Note: I didn't really get to this part during the talk itself. I pointed to it but it was all a bit rushed and disjointed by this point. The slide for this section is titled post conspicuously which is a reference to the instructions from the New York City Department of Health for restaurant owners to place their permit to operate in a place where anyone can see it, without having to ask. There's something about that idea which relates to everything below but you would be forgiven for not really seeing where those two things are holding hands because it's all still a fuzzy for me too...

One day all of that data the NSA is reported to be storing will be the raw material for an AP high school digital humanities homework assignment.

One day that data will be where most of us long since forgotten after our deaths might live on even the brief moments that someone sees our past as something more than an abstraction.

One day that data may be used to demonstrate that it was, in fact, a fifth column that finally ushered in a global confessional uniformity — a pursuit that seems to be present in every age for as long as we've been telling these stories.

One day that data will be subpoenaed and used to tell the stories that we may not want to remember but that we need to. If you've not read the US Senate Intelligence Committee's Study of the Central Intelligence Agency's Detention and Interrogation Program you should. Someone has to. It's profoundly depressing but it is important reading. Beyond the actions described in the report the thing that struck me is that most of the proof seems to have been found in the email that the various actors sent themselves.

Email.

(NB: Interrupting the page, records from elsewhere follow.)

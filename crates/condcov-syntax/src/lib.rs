//! A parser and Concrete Syntax Tree (CST) library for Go-shaped source.
//!
//! This crate parses the statically typed, curly-brace language handled by
//! the coverage instrumenter into a CST that preserves all whitespace and
//! comments for round-trip code generation.
//!
//! # Overview
//!
//! - **Parsing**: Parse a source file into a CST with [`parse_file`], or a
//!   single expression with [`parse_expression`].
//! - **Code Generation**: Convert the CST back to source with the
//!   [`Codegen`] trait or the [`to_source`] helper. An unmodified tree
//!   reproduces its input byte-for-byte.
//! - **Node identity**: Every expression and statement carries a [`NodeId`]
//!   assigned in pre-order, so callers can keep side tables about nodes
//!   without holding references into the tree.
//! - **Rendering**: [`render`] and [`render_eq`] produce the normalized
//!   single-line form of an expression used in coverage records.
//!
//! # Quick Start
//!
//! ```
//! use condcov_syntax::{parse_file, to_source};
//!
//! let source = "package main\n\nfunc main() {\n\tprintln(1)\n}\n";
//! let file = parse_file(source).expect("parse error");
//!
//! // Round-trip: convert back to source
//! assert_eq!(to_source(&file), source);
//! ```

use std::cmp::max;

// ============================================================================
// Public modules and re-exports
// ============================================================================

/// Tokenizer with automatic semicolon insertion and trivia capture.
pub mod tokenizer;
pub use tokenizer::{tokenize, Pos, TokError, TokKind, Token};

/// CST node types.
pub mod nodes;
pub use nodes::*;

mod parser;
pub use parser::{ParseError, Parser};

/// Normalized expression rendering for coverage records.
pub mod render;
pub use render::{render, render_eq, render_eq_nil};

use thiserror::Error;

// ============================================================================
// Errors
// ============================================================================

/// Any failure while turning source text into a CST.
#[derive(Debug, Clone, PartialEq, Eq, Error)]
pub enum SyntaxError {
    #[error("{0}")]
    Tokenize(#[from] TokError),
    #[error("{0}")]
    Parse(#[from] ParseError),
}

impl SyntaxError {
    /// The position the failure points at.
    pub fn pos(&self) -> Pos {
        match self {
            SyntaxError::Tokenize(e) => e.pos(),
            SyntaxError::Parse(e) => e.pos,
        }
    }
}

// ============================================================================
// Parsing functions
// ============================================================================

/// Parses a source file into a CST.
///
/// A leading UTF-8 BOM is stripped before tokenizing.
///
/// # Example
///
/// ```
/// use condcov_syntax::parse_file;
///
/// let file = parse_file("package p\n").expect("parse error");
/// assert_eq!(file.package_name(), "p");
/// ```
pub fn parse_file(source: &str) -> Result<decl::File, SyntaxError> {
    let source = source.strip_prefix('\u{feff}').unwrap_or(source);
    let tokens = tokenize(source)?;
    Ok(Parser::new(tokens).parse_file()?)
}

/// Parses a single expression.
///
/// # Example
///
/// ```
/// use condcov_syntax::{parse_expression, render};
///
/// let expr = parse_expression("a &&  b").expect("parse error");
/// assert_eq!(render(&expr), "a && b");
/// ```
pub fn parse_expression(text: &str) -> Result<expr::Expr, SyntaxError> {
    let tokens = tokenize(text)?;
    Ok(Parser::new(tokens).parse_expression_input()?)
}

// ============================================================================
// Error formatting
// ============================================================================

/// Returns the byte offset of the beginning of line `n` (1-indexed).
fn bol_offset(source: &str, n: i32) -> usize {
    if n <= 1 {
        return 0;
    }
    source
        .match_indices('\n')
        .nth((n - 2) as usize)
        .map(|(index, _)| index + 1)
        .unwrap_or_else(|| source.len())
}

/// Formats a syntax error into a human-readable string with source context.
///
/// # Arguments
///
/// * `err` - The error to format.
/// * `source` - The source text the error came from.
/// * `label` - A label for the error (e.g., file name).
pub fn prettify_error(err: &SyntaxError, source: &str, label: &str) -> String {
    use annotate_snippets::{Level, Renderer, Snippet};

    let pos = err.pos();
    let context = 1i32;
    let line = pos.line as i32;
    let line_start = max(1, line - context) as usize;
    let start_offset = bol_offset(source, line - context);
    let end_offset = bol_offset(source, line + context + 1);
    let snippet = &source[start_offset..end_offset];

    let bol = bol_offset(source, line);
    let start = (bol + (pos.col as usize).saturating_sub(1)).saturating_sub(start_offset);
    let start = start.min(snippet.len().saturating_sub(1));
    let end = (start + 1).min(snippet.len());
    let start = start.min(end);

    let message = err.to_string();
    let rendered = Renderer::styled()
        .render(
            Level::Error.title(label).snippet(
                Snippet::source(snippet)
                    .line_start(line_start)
                    .fold(false)
                    .annotations(vec![Level::Error.span(start..end).label(&message)]),
            ),
        )
        .to_string();
    rendered
}

// ============================================================================
// Tests
// ============================================================================

#[cfg(test)]
mod test {
    use super::*;

    #[test]
    fn parse_minimal_file() {
        let file = parse_file("package main\n").expect("parse error");
        assert_eq!(file.package_name(), "main");
        assert!(file.decls.is_empty());
    }

    #[test]
    fn strips_bom() {
        let file = parse_file("\u{feff}package main\n").expect("parse error");
        assert_eq!(file.package_name(), "main");
    }

    #[test]
    fn expression_input_rejects_trailing_tokens() {
        assert!(parse_expression("a + b").is_ok());
        assert!(parse_expression("a + b c").is_err());
    }

    #[test]
    fn error_carries_position() {
        let err = parse_file("package main\n\nfunc f( {\n").unwrap_err();
        assert_eq!(err.pos().line, 3);
    }

    #[test]
    fn prettify_mentions_expectation() {
        let source = "package main\n\nfunc f( {\n";
        let err = parse_file(source).unwrap_err();
        let pretty = prettify_error(&err, source, "bad.go");
        assert!(pretty.contains("bad.go"));
        assert!(pretty.contains("expected"));
    }

    #[test]
    fn bol_offset_first_line() {
        assert_eq!(0, bol_offset("hello", 1));
        assert_eq!(0, bol_offset("hello\nhello", 0));
    }

    #[test]
    fn bol_offset_second_line() {
        assert_eq!(6, bol_offset("hello\nhello", 2));
        assert_eq!(6, bol_offset("hello\nhello\nhello", 2));
    }

    #[test]
    fn bol_offset_past_end() {
        assert_eq!(5, bol_offset("hello", 3));
    }
}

They talked about this stuff in email.

It's even the harmless, mundane, trivial stuff that makes up any day's email load that suddenly feels ugly and raw out in the open.

Lots of private companies are establishing corporate policies whereby email archives are purged on a regular interval. Lots of security professionals are recommending the practice to individuals precisely because the cost to an opportunist to hoarde that data and discover some clever use for it in the future is negligable.

Or this:

The CIA sought permission in January to destroy e-mail communications of all but 22 top CIA officials within three years of their leaving the agency — or when no longer needed, whichever is sooner.

No longer needed. I know, right?

In the end the National Archives announced that, at least for now, they won't indulge the CIA's request. This isn't necessarily about the CIA either. It seems that we give them a long-enough leash that by their actions they routine provoke these questions, but ask yourselves: Do you really want any government agency to have the luxury of choosing the shadow it casts in to the future and the stories it tells at dinner parties?

The practice is hardly new, historically, but I'm not sure its one that's worked out very well for most people, most of the time.

I do not mean to suggest that we supplicate ourselves to the imagined benefits of the hypothetical futures I am describing. The question remains: How do we protect the present from itself? The question remains: How long needs to pass before the sting of all that data in the moment is worth its yield in the future?

We have never stopped looking back and trying to figure out what the fuck the past was thinking and I don't imagine we will stop anytime soon. I think that is important to remember because one of the opportunities that big-data suggests is a better window on the past and, now that we've seen it, it's difficult to imagine anyone choosing the forfeit that possibility.

What upsets me about the "big-data" discussion is the way that it is so often couched in a rhetoric of inevitability. It is the rhetoric of the Law of the Jungle and some of us, at least, have been struggling to find viable alternatives for as long as we've recognized it as such.

The rhetoric of big-data is too often about absolute certainties and not about choices, or reasons. On bad days it is an abdication of our shared responsibility to articulate why we choose to live the ways that we do.